Chair of the Republican National Committee
- In office December 5, 2001 – July 25, 2003
- Preceded by: Jim Gilmore
- Succeeded by: Ed Gillespie

21st Governor of Montana
- In office January 4, 1993 – January 1, 2001
- Lieutenant: Denny Rehberg Judy Martz
- Preceded by: Stan Stephens
- Succeeded by: Judy Martz

20th Attorney General of Montana
- In office January 2, 1989 – January 4, 1993
- Governor: Stan Stephens
- Preceded by: Mike Greely
- Succeeded by: Joseph Mazurek

Personal details
- Born: July 24, 1948 (age 78) Thompson Falls, Montana, U.S.
- Party: Republican
- Spouse: Theresa Barber
- Children: 5
- Education: Carroll College (BA) University of Montana, Missoula (JD)

Military service
- Branch/service: United States Army
- Years of service: 1973–1976
- Rank: Captain
- Unit: Army Judge Advocate General's Corps

= Marc Racicot =

American attorney, politician and former Governor of Montana

Marc Racicot (/ˈrɑːskoʊ/; born July 24, 1948) is an American attorney, lobbyist, and former Republican politician who served as the 21st governor of Montana from 1993 until 2001. After leaving office, Racicot worked as a lobbyist for the law firm Bracewell & Giuliani. His notable clients included Enron, Burlington Northern Santa Fe, and the Recording Industry Association of America.
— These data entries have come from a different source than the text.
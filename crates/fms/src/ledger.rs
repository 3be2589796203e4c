//! Liability ledger rows
//!
//! The ledger is append-only. Every balance mutation is a set of rows, each
//! debiting or crediting one `(user, sub_account, coin, account)` bucket.
//! Rows are unique by `(ref_type, ref_id, user, sub_account, coin, account,
//! op)`, which is what makes re-applying an operation a no-op.

use serde::{Deserialize, Serialize};

use common::AccountKey;

use crate::error::FundsError;

/// Balance bucket a row moves
#[derive(Debug, Clone, Copy, PartialEq, Eq, Hash, Serialize, Deserialize)]
#[serde(rename_all = "snake_case")]
pub enum Account {
    /// Spendable balance
    Main,
    /// Held for open orders or pending withdrawals
    Locked,
}

/// What a row is about
#[derive(Debug, Clone, Copy, PartialEq, Eq, Hash, Serialize, Deserialize)]
#[serde(rename_all = "snake_case")]
pub enum RefType {
    Order,
    Trade,
    Deposit,
    Withdraw,
    Transfer,
}

/// Ledger operation that produced a row
#[derive(Debug, Clone, Copy, PartialEq, Eq, Hash, Serialize, Deserialize)]
#[serde(rename_all = "snake_case")]
pub enum LedgerOp {
    Deposit,
    Lock,
    Unlock,
    Settle,
    Fee,
    Transfer,
    Withdraw,
}

macro_rules! text_enum {
    ($ty:ident { $($variant:ident => $text:literal),+ $(,)? }) => {
        impl $ty {
            pub fn as_str(&self) -> &'static str {
                match self {
                    $($ty::$variant => $text),+
                }
            }
        }

        impl std::str::FromStr for $ty {
            type Err = FundsError;

            fn from_str(s: &str) -> Result<Self, Self::Err> {
                match s {
                    $($text => Ok($ty::$variant),)+
                    other => Err(FundsError::Corrupt(format!(
                        "unknown {} '{}'",
                        stringify!($ty),
                        other
                    ))),
                }
            }
        }
    };
}

text_enum!(Account { Main => "main", Locked => "locked" });
text_enum!(RefType {
    Order => "order",
    Trade => "trade",
    Deposit => "deposit",
    Withdraw => "withdraw",
    Transfer => "transfer",
});
text_enum!(LedgerOp {
    Deposit => "deposit",
    Lock => "lock",
    Unlock => "unlock",
    Settle => "settle",
    Fee => "fee",
    Transfer => "transfer",
    Withdraw => "withdraw",
});

/// Reference a group of rows is recorded under
#[derive(Debug, Clone, PartialEq, Eq, Hash)]
pub struct LedgerRef {
    pub ref_type: RefType,
    pub ref_id: String,
}

impl LedgerRef {
    pub fn order(order_id: u64) -> Self {
        Self {
            ref_type: RefType::Order,
            ref_id: order_id.to_string(),
        }
    }

    /// Trades are unique per market sequence
    pub fn trade(market_id: &str, trade_seq: u64) -> Self {
        Self {
            ref_type: RefType::Trade,
            ref_id: format!("{}:{}", market_id, trade_seq),
        }
    }

    pub fn deposit(id: impl Into<String>) -> Self {
        Self {
            ref_type: RefType::Deposit,
            ref_id: id.into(),
        }
    }

    pub fn withdraw(id: impl Into<String>) -> Self {
        Self {
            ref_type: RefType::Withdraw,
            ref_id: id.into(),
        }
    }

    pub fn transfer(id: impl Into<String>) -> Self {
        Self {
            ref_type: RefType::Transfer,
            ref_id: id.into(),
        }
    }
}

/// Uniqueness key of a ledger row
#[derive(Debug, Clone, PartialEq, Eq, Hash)]
pub struct DedupKey {
    pub ref_type: RefType,
    pub ref_id: String,
    pub account_key: AccountKey,
    pub coin: String,
    pub account: Account,
    pub op: LedgerOp,
}

/// One append-only ledger entry
#[derive(Debug, Clone, PartialEq, Eq, Serialize, Deserialize)]
pub struct LiabilityRow {
    pub user_id: u64,
    pub sub_account: u64,
    pub coin: String,
    pub account: Account,
    pub ref_type: RefType,
    pub ref_id: String,
    pub op: LedgerOp,
    pub debit: u64,
    pub credit: u64,
}

impl LiabilityRow {
    pub fn credit(
        owner: AccountKey,
        coin: &str,
        account: Account,
        reference: &LedgerRef,
        op: LedgerOp,
        amount: u64,
    ) -> Self {
        Self::new(owner, coin, account, reference, op, 0, amount)
    }

    pub fn debit(
        owner: AccountKey,
        coin: &str,
        account: Account,
        reference: &LedgerRef,
        op: LedgerOp,
        amount: u64,
    ) -> Self {
        Self::new(owner, coin, account, reference, op, amount, 0)
    }

    fn new(
        owner: AccountKey,
        coin: &str,
        account: Account,
        reference: &LedgerRef,
        op: LedgerOp,
        debit: u64,
        credit: u64,
    ) -> Self {
        Self {
            user_id: owner.user_id,
            sub_account: owner.sub_account,
            coin: coin.to_string(),
            account,
            ref_type: reference.ref_type,
            ref_id: reference.ref_id.clone(),
            op,
            debit,
            credit,
        }
    }

    pub fn owner(&self) -> AccountKey {
        AccountKey::new(self.user_id, self.sub_account)
    }

    pub fn key(&self) -> DedupKey {
        DedupKey {
            ref_type: self.ref_type,
            ref_id: self.ref_id.clone(),
            account_key: self.owner(),
            coin: self.coin.clone(),
            account: self.account,
            op: self.op,
        }
    }

    /// Credit minus debit
    pub fn net(&self) -> i128 {
        self.credit as i128 - self.debit as i128
    }

    /// Locked rows held on behalf of orders
    pub fn counts_in_orders(&self) -> bool {
        self.account == Account::Locked
            && matches!(self.ref_type, RefType::Order | RefType::Trade)
    }
}

#[cfg(test)]
mod tests {
    use super::*;
    use std::str::FromStr;

    #[test]
    fn test_text_round_trip() {
        for op in [LedgerOp::Lock, LedgerOp::Fee, LedgerOp::Withdraw] {
            assert_eq!(LedgerOp::from_str(op.as_str()).unwrap(), op);
        }
        assert_eq!(RefType::from_str("trade").unwrap(), RefType::Trade);
        assert_eq!(Account::from_str("locked").unwrap(), Account::Locked);
        assert!(Account::from_str("margin").is_err());
    }

    #[test]
    fn test_dedup_key_separates_ops_and_accounts() {
        let owner = AccountKey::new(1, 0);
        let reference = LedgerRef::order(7);
        let lock_main = LiabilityRow::debit(owner, "USDT", Account::Main, &reference, LedgerOp::Lock, 5);
        let lock_locked =
            LiabilityRow::credit(owner, "USDT", Account::Locked, &reference, LedgerOp::Lock, 5);
        let unlock = LiabilityRow::debit(owner, "USDT", Account::Locked, &reference, LedgerOp::Unlock, 5);

        assert_ne!(lock_main.key(), lock_locked.key());
        assert_ne!(lock_locked.key(), unlock.key());
        assert_eq!(lock_main.net(), -5);
        assert!(lock_locked.counts_in_orders());
        assert!(!lock_main.counts_in_orders());
        assert_eq!(LedgerRef::trade("btcusdt", 42).ref_id, "btcusdt:42");
    }
}
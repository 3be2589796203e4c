//! Common types and utilities for SpotX
//!
//! This crate provides the shared vocabulary of the trading core: order
//! enums, account keys, market definitions and the fixed-point helpers
//! every other crate uses for monetary values.
//!
//! # Modules
//!
//! - [`decimal`] - Scaled-integer conversion and arithmetic
//! - [`error`] - Common error types
//! - [`types`] - Shared domain types (Side, OrderType, Market, etc.)

pub mod decimal;
pub mod error;
pub mod types;

pub use error::{Error, Result};
pub use types::*;

/// Current wall-clock time in nanoseconds since the Unix epoch.
pub fn now_nanos() -> i64 {
    chrono::Utc::now().timestamp_nanos_opt().unwrap_or_default()
}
He was chairman of the Republican National Committee from 2001 until 2003, when he was appointed as the chairman of the Bush re-election campaign. In 2000 as well as 2004 he was rumored to be Bush's choice for United States Attorney General. During the 2000 election, some saw him as a possible running mate for Bush. The Washington Post described him as "one of Bush's closest friends and advisers". Racicot has been harshly critical of Donald Trump, and endorsed Joe Biden over Trump in the 2020 United States presidential election. This led to the Montana Republican Party censuring him in 2023, and declaring that they no longer considered him a Republican.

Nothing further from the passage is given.